Long running smash hit ITV series The Army Game (1957) was so ubiquitous its film version only had to be called after the catchphrase of one of its lead characters, namely Popeye Popplewell played by the great Bernard Bresslaw, for the audience to know what is was about. Scripted by eventual Up Pompeii and Carry On… writer Sid Colin, the premise was the interaction of useless National Service recruits with their dreadful superiors and each other. Since National Service was still mandatory, it’s easy to see where the appeal of the show lay.

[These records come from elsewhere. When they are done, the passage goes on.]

//! Address-cookie codec (§4.2).
//!
//! Serializes a [`SnapshotStateBlock`] to/from a compact, fixed-field binary
//! cookie bounded by [`MAX_ADDR_COOKIE`]. Sentinel offsets (`INVALID_OFFSET`)
//! are encoded as a distinguished zero form: every on-disk offset is stored as
//! `offset + 1`, so `0` decodes back to the sentinel and no real offset can
//! collide with it.
//!
//! Round-trip law: `decode(encode(s)) == s` for every legal `s`.

use super::errors::{BlockError, BlockResult};
use super::types::{ExtentListHandle, Locator, SnapshotStateBlock, INVALID_OFFSET, MAX_ADDR_COOKIE};

fn encode_offset(offset: u64) -> u64 {
    if offset == INVALID_OFFSET {
        0
    } else {
        offset + 1
    }
}

fn decode_offset(encoded: u64) -> BlockResult<u64> {
    if encoded == 0 {
        Ok(INVALID_OFFSET)
    } else {
        encoded
            .checked_sub(1)
            .ok_or_else(|| BlockError::corrupt("cookie offset underflow"))
    }
}

fn write_locator(buf: &mut Vec<u8>, locator: &Locator) {
    buf.extend_from_slice(&encode_offset(locator.offset).to_le_bytes());
    buf.extend_from_slice(&locator.size.to_le_bytes());
    buf.extend_from_slice(&locator.cksum.to_le_bytes());
}

fn read_locator(bytes: &[u8], cursor: &mut usize) -> BlockResult<Locator> {
    if *cursor + 16 > bytes.len() {
        return Err(BlockError::corrupt("cookie truncated reading locator"));
    }
    let offset = decode_offset(u64::from_le_bytes(bytes[*cursor..*cursor + 8].try_into().unwrap()))?;
    let size = u32::from_le_bytes(bytes[*cursor + 8..*cursor + 12].try_into().unwrap());
    let cksum = u32::from_le_bytes(bytes[*cursor + 12..*cursor + 16].try_into().unwrap());
    *cursor += 16;
    Ok(Locator { offset, size, cksum })
}

/// Serializes `state` into a cookie. Never exceeds [`MAX_ADDR_COOKIE`] bytes.
pub fn encode(state: &SnapshotStateBlock) -> BlockResult<Vec<u8>> {
    let mut buf = Vec::with_capacity(96);
    buf.extend_from_slice(&state.version.to_le_bytes());
    write_locator(&mut buf, &state.root);
    write_locator(&mut buf, &state.alloc.locator);
    write_locator(&mut buf, &state.avail.locator);
    write_locator(&mut buf, &state.discard.locator);
    buf.extend_from_slice(&state.file_size.to_le_bytes());
    buf.extend_from_slice(&state.write_gen.to_le_bytes());

    let cksum = super::checksum::compute_checksum(&buf);
    buf.extend_from_slice(&cksum.to_le_bytes());

    if buf.len() > MAX_ADDR_COOKIE {
        return Err(BlockError::invalid_argument(format!(
            "encoded cookie of {} bytes exceeds MAX_ADDR_COOKIE ({})",
            buf.len(),
            MAX_ADDR_COOKIE
        )));
    }
    Ok(buf)
}

/// Parses a cookie produced by [`encode`]. The extent-list handles are
/// returned with only their locators populated; in-memory range data, if
/// needed, is read from disk separately by the load/process paths.
pub fn decode(bytes: &[u8]) -> BlockResult<SnapshotStateBlock> {
    if bytes.len() < 4 {
        return Err(BlockError::corrupt("cookie too short"));
    }
    let (body, trailer) = bytes.split_at(bytes.len() - 4);
    let expected = u32::from_le_bytes(trailer.try_into().unwrap());
    if super::checksum::compute_checksum(body) != expected {
        return Err(BlockError::corrupt("cookie checksum mismatch"));
    }

    let mut cursor = 0usize;
    if body.len() < 4 {
        return Err(BlockError::corrupt("cookie truncated reading version"));
    }
    let version = u32::from_le_bytes(body[0..4].try_into().unwrap());
    cursor += 4;

    let root = read_locator(body, &mut cursor)?;
    let alloc_loc = read_locator(body, &mut cursor)?;
    let avail_loc = read_locator(body, &mut cursor)?;
    let discard_loc = read_locator(body, &mut cursor)?;

    if cursor + 16 > body.len() {
        return Err(BlockError::corrupt("cookie truncated reading tail"));
    }
    let file_size = u64::from_le_bytes(body[cursor..cursor + 8].try_into().unwrap());
    let write_gen = u64::from_le_bytes(body[cursor + 8..cursor + 16].try_into().unwrap());

    let mut state = SnapshotStateBlock::zeroed();
    state.version = version;
    state.root = root;
    state.alloc = ExtentListHandle { name: "alloc", locator: alloc_loc, ranges: None };
    state.avail = ExtentListHandle { name: "avail", locator: avail_loc, ranges: None };
    state.discard = ExtentListHandle { name: "discard", locator: discard_loc, ranges: None };
    state.file_size = file_size;
    state.write_gen = write_gen;

    Ok(state)
}

#[cfg(test)]
mod tests {
    use super::*;

    fn locators_eq(a: &Locator, b: &Locator) -> bool {
        a.offset == b.offset && a.size == b.size && a.cksum == b.cksum
    }

    #[test]
    fn test_round_trip_empty_state() {
        let state = SnapshotStateBlock::zeroed();
        let bytes = encode(&state).unwrap();
        let decoded = decode(&bytes).unwrap();

        assert_eq!(decoded.version, state.version);
        assert!(locators_eq(&decoded.root, &state.root));
        assert!(locators_eq(&decoded.alloc.locator, &state.alloc.locator));
        assert!(locators_eq(&decoded.avail.locator, &state.avail.locator));
        assert!(locators_eq(&decoded.discard.locator, &state.discard.locator));
        assert_eq!(decoded.file_size, state.file_size);
        assert_eq!(decoded.write_gen, state.write_gen);
    }

    #[test]
    fn test_round_trip_populated_state() {
        let mut state = SnapshotStateBlock::zeroed();
        state.root = Locator { offset: 4096, size: 8192, cksum: 0xDEADBEEF };
        state.alloc.locator = Locator { offset: 100, size: 64, cksum: 7 };
        state.avail.locator = Locator { offset: 200, size: 64, cksum: 8 };
        state.discard.locator = Locator { offset: 300, size: 64, cksum: 9 };
        state.file_size = 1 << 20;
        state.write_gen = 42;

        let bytes = encode(&state).unwrap();
        let decoded = decode(&bytes).unwrap();

        assert!(locators_eq(&decoded.root, &state.root));
        assert!(locators_eq(&decoded.alloc.locator, &state.alloc.locator));
        assert_eq!(decoded.file_size, state.file_size);
        assert_eq!(decoded.write_gen, state.write_gen);
    }

    #[test]
    fn test_cookie_within_max_size() {
        let state = SnapshotStateBlock::zeroed();
        let bytes = encode(&state).unwrap();
        assert!(bytes.len() <= MAX_ADDR_COOKIE);
    }

    #[test]
    fn test_decode_rejects_corrupt_checksum() {
        let state = SnapshotStateBlock::zeroed();
        let mut bytes = encode(&state).unwrap();
        let last = bytes.len() - 1;
        bytes[last] ^= 0xFF;
        let err = decode(&bytes).unwrap_err();
        assert_eq!(err.code().code(), "BLOCK_CORRUPT");
    }

    #[test]
    fn test_decode_rejects_truncated_buffer() {
        let state = SnapshotStateBlock::zeroed();
        let bytes = encode(&state).unwrap();
        let truncated = &bytes[..bytes.len() / 2];
        assert!(decode(truncated).is_err());
    }

    #[test]
    fn test_invalid_offset_round_trips_through_zero_form() {
        assert_eq!(encode_offset(INVALID_OFFSET), 0);
        assert_eq!(decode_offset(0).unwrap(), INVALID_OFFSET);
        assert_eq!(decode_offset(encode_offset(123)).unwrap(), 123);
    }
}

But even without the shared experience of holding back the Russian hordes by peeling potatoes in Aldershot, this is still well worth the effort of circling in marker on the very rare occasions it crops up in afternoon telly scheduling. The cast on their own can’t fail to please, with Alfie Bass as Excused Boots Bisley (who went on with eventual Sergeant-Major Snudge played by the great Bill Fraser to star in his own telly spin-off, Bootsie And Snudge), David Lodge as Sergeant Potty Chambers, Norman Rossington as Cupcake Cook and assorted other players including Michael Bentine, Michael Ripper and Charles Hawtrey. Like Life With The Lyons, it’s a Hammer production. It’s often thought that venerable name in British film production, most commonly associated with horror, only got into the way of making sitcom spin-offs when the velvet-lined arse fell out of the bottom of the coffin of the Dracula business. But as demonstrated here, this is not the case.